More than one in 20 first outpatient appointments are now made with independent providers. This compares with less than one in 40 in April 2008, when “free choice” was introduced, enabling patients to choose a provider anywhere in the country.
In November 2009, 26,733 outpatient appointments were made with the independent sector through choose and book - 5.5 per cent of the total, compared with 8,928 or 2.3 per cent in April 2008.
NHS East Midlands said it prioritises giving patients information on choice. NHS South East Coast suggested patients in its area may be more willing to travel for care.
At the other end of the spectrum only 2.2 per cent of London patients go to independent providers - possibly because of the concentration of large teaching hospitals in the capital.
NHS Partners Network director David Worskett said: “Over the last six months we have been seeing a very significant increase in patient referrals. It is very clear that patients are happy to go to independent providers.”
Concern over infections may be important in many people’s choice, as many independent providers have zero MRSA rates, he said.

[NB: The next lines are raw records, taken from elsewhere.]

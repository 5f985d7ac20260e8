//! Caller resolution and the free-usage counter bootstrap.

use axum::extract::FromRequestParts;
use axum::http::header::AUTHORIZATION;
use axum::http::request::Parts;
use quickai_core::error::CoreError;
use quickai_core::plan::Caller;

use crate::error::AppError;
use crate::state::AppState;

/// The caller behind a request, resolved through the identity store.
///
/// Use this as an extractor parameter in any handler that generates content:
///
/// ```ignore
/// async fn my_handler(AuthCaller(caller): AuthCaller) -> AppResult<Json<()>> {
///     tracing::info!(caller_id = %caller.id, plan = %caller.plan, "handling request");
///     Ok(Json(()))
/// }
/// ```
///
/// Without an `Authorization` header the fixed development caller is used,
/// except in production where the request is rejected.
#[derive(Debug, Clone)]
pub struct AuthCaller(pub Caller);

impl FromRequestParts<AppState> for AuthCaller {
    type Rejection = AppError;

    async fn from_request_parts(
        parts: &mut Parts,
        state: &AppState,
    ) -> Result<Self, Self::Rejection> {
        let Some(auth_header) = parts.headers.get(AUTHORIZATION) else {
            if state.config.environment.is_production() {
                return Err(AppError::Core(CoreError::Unauthorized(
                    "Missing Authorization header".into(),
                )));
            }
            tracing::debug!("No credential supplied, using development caller");
            return Ok(AuthCaller(Caller::development()));
        };

        let token = auth_header
            .to_str()
            .ok()
            .and_then(|v| v.strip_prefix("Bearer "))
            .map(str::trim)
            .filter(|t| !t.is_empty())
            .ok_or_else(|| {
                AppError::Core(CoreError::Unauthorized(
                    "Invalid Authorization format. Expected: Bearer <token>".into(),
                ))
            })?;

        let caller_id = state.identity.authenticate(token).await?;
        let profile = state.identity.load_profile(&caller_id).await?;

        if profile.needs_counter_init() {
            match state.identity.set_free_usage(&profile.id, 0).await {
                Ok(()) => tracing::debug!(caller_id = %profile.id, "Initialised free usage counter"),
                Err(e) => tracing::warn!(
                    caller_id = %profile.id,
                    error = %e,
                    "Failed to initialise free usage counter"
                ),
            }
        }

        Ok(AuthCaller(profile.into_caller()))
    }
}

Although there has been concern about work being pulled out of NHS trusts and making some services unviable if patients opt for the private sector, the continuing growth in total referrals may mean NHS trusts are feeling relatively little pain yet.
A number of independent sector treatment centre providers, coming to the end of their initial contracts, are looking to provide a wider range of procedures, which may further drive the trend.
The DH choose and book figures do not encompass all the NHS funded work done in independent hospitals, which Laing and Buisson put at 314,700 inpatient and day cases in 2008.